* Given data *
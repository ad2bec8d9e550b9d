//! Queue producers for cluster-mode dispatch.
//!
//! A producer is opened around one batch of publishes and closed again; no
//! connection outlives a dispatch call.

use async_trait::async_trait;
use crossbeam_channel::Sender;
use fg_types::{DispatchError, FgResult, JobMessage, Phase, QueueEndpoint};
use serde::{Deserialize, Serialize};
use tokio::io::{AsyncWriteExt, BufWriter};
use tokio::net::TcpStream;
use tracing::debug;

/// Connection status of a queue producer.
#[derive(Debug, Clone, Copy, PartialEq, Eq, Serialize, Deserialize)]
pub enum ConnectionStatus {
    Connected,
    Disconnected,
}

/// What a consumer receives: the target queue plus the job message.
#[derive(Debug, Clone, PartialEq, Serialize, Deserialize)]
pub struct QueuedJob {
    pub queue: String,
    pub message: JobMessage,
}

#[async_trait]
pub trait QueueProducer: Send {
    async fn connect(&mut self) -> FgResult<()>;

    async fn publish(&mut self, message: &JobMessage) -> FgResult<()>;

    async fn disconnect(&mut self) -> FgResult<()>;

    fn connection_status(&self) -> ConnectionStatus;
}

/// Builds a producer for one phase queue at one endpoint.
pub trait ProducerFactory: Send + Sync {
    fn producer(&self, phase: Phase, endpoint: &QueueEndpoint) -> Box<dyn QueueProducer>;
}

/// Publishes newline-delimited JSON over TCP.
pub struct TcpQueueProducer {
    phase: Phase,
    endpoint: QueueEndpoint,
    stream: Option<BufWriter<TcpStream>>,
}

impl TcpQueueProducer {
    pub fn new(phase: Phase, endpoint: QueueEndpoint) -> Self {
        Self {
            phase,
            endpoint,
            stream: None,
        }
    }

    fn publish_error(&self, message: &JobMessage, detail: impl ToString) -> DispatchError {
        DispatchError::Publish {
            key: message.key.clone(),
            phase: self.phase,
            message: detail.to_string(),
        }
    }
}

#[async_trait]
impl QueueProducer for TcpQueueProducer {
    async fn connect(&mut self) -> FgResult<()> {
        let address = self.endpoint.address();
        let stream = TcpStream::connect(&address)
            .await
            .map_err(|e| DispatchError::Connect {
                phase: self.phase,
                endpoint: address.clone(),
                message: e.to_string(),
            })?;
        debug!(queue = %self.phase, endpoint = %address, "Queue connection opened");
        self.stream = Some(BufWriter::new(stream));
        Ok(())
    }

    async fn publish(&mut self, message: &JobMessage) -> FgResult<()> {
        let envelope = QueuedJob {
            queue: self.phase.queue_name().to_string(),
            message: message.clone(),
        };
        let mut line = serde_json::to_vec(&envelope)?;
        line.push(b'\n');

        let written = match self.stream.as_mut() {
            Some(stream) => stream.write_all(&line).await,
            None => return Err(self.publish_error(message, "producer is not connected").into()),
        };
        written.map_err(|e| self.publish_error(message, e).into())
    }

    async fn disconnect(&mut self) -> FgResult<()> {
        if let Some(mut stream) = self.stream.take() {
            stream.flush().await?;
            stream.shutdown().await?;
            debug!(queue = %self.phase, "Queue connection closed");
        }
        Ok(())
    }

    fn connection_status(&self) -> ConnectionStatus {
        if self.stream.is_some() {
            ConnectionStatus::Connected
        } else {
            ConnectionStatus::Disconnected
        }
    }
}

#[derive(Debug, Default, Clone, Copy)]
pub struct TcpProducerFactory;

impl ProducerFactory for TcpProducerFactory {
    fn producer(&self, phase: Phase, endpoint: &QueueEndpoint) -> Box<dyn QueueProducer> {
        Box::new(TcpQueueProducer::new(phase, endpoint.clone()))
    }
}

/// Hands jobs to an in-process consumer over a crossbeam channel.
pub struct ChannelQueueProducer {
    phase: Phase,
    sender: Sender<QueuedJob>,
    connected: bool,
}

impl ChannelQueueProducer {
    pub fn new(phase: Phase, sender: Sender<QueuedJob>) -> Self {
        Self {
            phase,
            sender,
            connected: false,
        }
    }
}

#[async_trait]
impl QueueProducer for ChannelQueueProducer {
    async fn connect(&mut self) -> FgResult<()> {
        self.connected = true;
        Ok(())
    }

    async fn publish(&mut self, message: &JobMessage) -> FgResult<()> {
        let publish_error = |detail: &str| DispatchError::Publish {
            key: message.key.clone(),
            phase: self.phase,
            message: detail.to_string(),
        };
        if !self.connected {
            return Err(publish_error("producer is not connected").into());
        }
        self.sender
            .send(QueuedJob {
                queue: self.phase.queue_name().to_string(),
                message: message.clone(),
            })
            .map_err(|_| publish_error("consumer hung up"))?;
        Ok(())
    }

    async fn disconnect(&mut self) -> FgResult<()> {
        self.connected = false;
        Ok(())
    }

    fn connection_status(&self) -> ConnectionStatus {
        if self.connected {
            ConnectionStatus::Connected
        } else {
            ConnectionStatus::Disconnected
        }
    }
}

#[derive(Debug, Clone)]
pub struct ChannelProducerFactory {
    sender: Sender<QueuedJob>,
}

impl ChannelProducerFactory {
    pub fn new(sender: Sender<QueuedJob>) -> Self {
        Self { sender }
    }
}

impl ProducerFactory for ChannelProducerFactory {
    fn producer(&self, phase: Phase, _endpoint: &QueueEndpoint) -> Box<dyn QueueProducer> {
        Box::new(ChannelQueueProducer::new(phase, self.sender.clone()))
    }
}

* Work to complete *
The whole listing, restated word for word, is the expected answer.

* Task output *
repository ad2bec8d9e550b9d
//! Queue producers for cluster-mode dispatch.
//!
//! A producer is opened around one batch of publishes and closed again; no
//! connection outlives a dispatch call.

use async_trait::async_trait;
use crossbeam_channel::Sender;
use fg_types::{DispatchError, FgResult, JobMessage, Phase, QueueEndpoint};
use serde::{Deserialize, Serialize};
use tokio::io::{AsyncWriteExt, BufWriter};
use tokio::net::TcpStream;
use tracing::debug;

/// Connection status of a queue producer.
#[derive(Debug, Clone, Copy, PartialEq, Eq, Serialize, Deserialize)]
pub enum ConnectionStatus {
    Connected,
    Disconnected,
}

/// What a consumer receives: the target queue plus the job message.
#[derive(Debug, Clone, PartialEq, Serialize, Deserialize)]
pub struct QueuedJob {
    pub queue: String,
    pub message: JobMessage,
}

#[async_trait]
pub trait QueueProducer: Send {
    async fn connect(&mut self) -> FgResult<()>;

    async fn publish(&mut self, message: &JobMessage) -> FgResult<()>;

    async fn disconnect(&mut self) -> FgResult<()>;

    fn connection_status(&self) -> ConnectionStatus;
}

/// Builds a producer for one phase queue at one endpoint.
pub trait ProducerFactory: Send + Sync {
    fn producer(&self, phase: Phase, endpoint: &QueueEndpoint) -> Box<dyn QueueProducer>;
}

/// Publishes newline-delimited JSON over TCP.
pub struct TcpQueueProducer {
    phase: Phase,
    endpoint: QueueEndpoint,
    stream: Option<BufWriter<TcpStream>>,
}

impl TcpQueueProducer {
    pub fn new(phase: Phase, endpoint: QueueEndpoint) -> Self {
        Self {
            phase,
            endpoint,
            stream: None,
        }
    }

    fn publish_error(&self, message: &JobMessage, detail: impl ToString) -> DispatchError {
        DispatchError::Publish {
            key: message.key.clone(),
            phase: self.phase,
            message: detail.to_string(),
        }
    }
}

#[async_trait]
impl QueueProducer for TcpQueueProducer {
    async fn connect(&mut self) -> FgResult<()> {
        let address = self.endpoint.address();
        let stream = TcpStream::connect(&address)
            .await
            .map_err(|e| DispatchError::Connect {
                phase: self.phase,
                endpoint: address.clone(),
                message: e.to_string(),
            })?;
        debug!(queue = %self.phase, endpoint = %address, "Queue connection opened");
        self.stream = Some(BufWriter::new(stream));
        Ok(())
    }

    async fn publish(&mut self, message: &JobMessage) -> FgResult<()> {
        let envelope = QueuedJob {
            queue: self.phase.queue_name().to_string(),
            message: message.clone(),
        };
        let mut line = serde_json::to_vec(&envelope)?;
        line.push(b'\n');

        let written = match self.stream.as_mut() {
            Some(stream) => stream.write_all(&line).await,
            None => return Err(self.publish_error(message, "producer is not connected").into()),
        };
        written.map_err(|e| self.publish_error(message, e).into())
    }

    async fn disconnect(&mut self) -> FgResult<()> {
        if let Some(mut stream) = self.stream.take() {
            stream.flush().await?;
            stream.shutdown().await?;
            debug!(queue = %self.phase, "Queue connection closed");
        }
        Ok(())
    }

    fn connection_status(&self) -> ConnectionStatus {
        if self.stream.is_some() {
            ConnectionStatus::Connected
        } else {
            ConnectionStatus::Disconnected
        }
    }
}

#[derive(Debug, Default, Clone, Copy)]
pub struct TcpProducerFactory;

impl ProducerFactory for TcpProducerFactory {
    fn producer(&self, phase: Phase, endpoint: &QueueEndpoint) -> Box<dyn QueueProducer> {
        Box::new(TcpQueueProducer::new(phase, endpoint.clone()))
    }
}

/// Hands jobs to an in-process consumer over a crossbeam channel.
pub struct ChannelQueueProducer {
    phase: Phase,
    sender: Sender<QueuedJob>,
    connected: bool,
}

impl ChannelQueueProducer {
    pub fn new(phase: Phase, sender: Sender<QueuedJob>) -> Self {
        Self {
            phase,
            sender,
            connected: false,
        }
    }
}

#[async_trait]
impl QueueProducer for ChannelQueueProducer {
    async fn connect(&mut self) -> FgResult<()> {
        self.connected = true;
        Ok(())
    }

    async fn publish(&mut self, message: &JobMessage) -> FgResult<()> {
        let publish_error = |detail: &str| DispatchError::Publish {
            key: message.key.clone(),
            phase: self.phase,
            message: detail.to_string(),
        };
        if !self.connected {
            return Err(publish_error("producer is not connected").into());
        }
        self.sender
            .send(QueuedJob {
                queue: self.phase.queue_name().to_string(),
                message: message.clone(),
            })
            .map_err(|_| publish_error("consumer hung up"))?;
        Ok(())
    }

    async fn disconnect(&mut self) -> FgResult<()> {
        self.connected = false;
        Ok(())
    }

    fn connection_status(&self) -> ConnectionStatus {
        if self.connected {
            ConnectionStatus::Connected
        } else {
            ConnectionStatus::Disconnected
        }
    }
}

#[derive(Debug, Clone)]
pub struct ChannelProducerFactory {
    sender: Sender<QueuedJob>,
}

impl ChannelProducerFactory {
    pub fn new(sender: Sender<QueuedJob>) -> Self {
        Self { sender }
    }
}

impl ProducerFactory for ChannelProducerFactory {
    fn producer(&self, phase: Phase, _endpoint: &QueueEndpoint) -> Box<dyn QueueProducer> {
        Box::new(ChannelQueueProducer::new(phase, self.sender.clone()))
    }
}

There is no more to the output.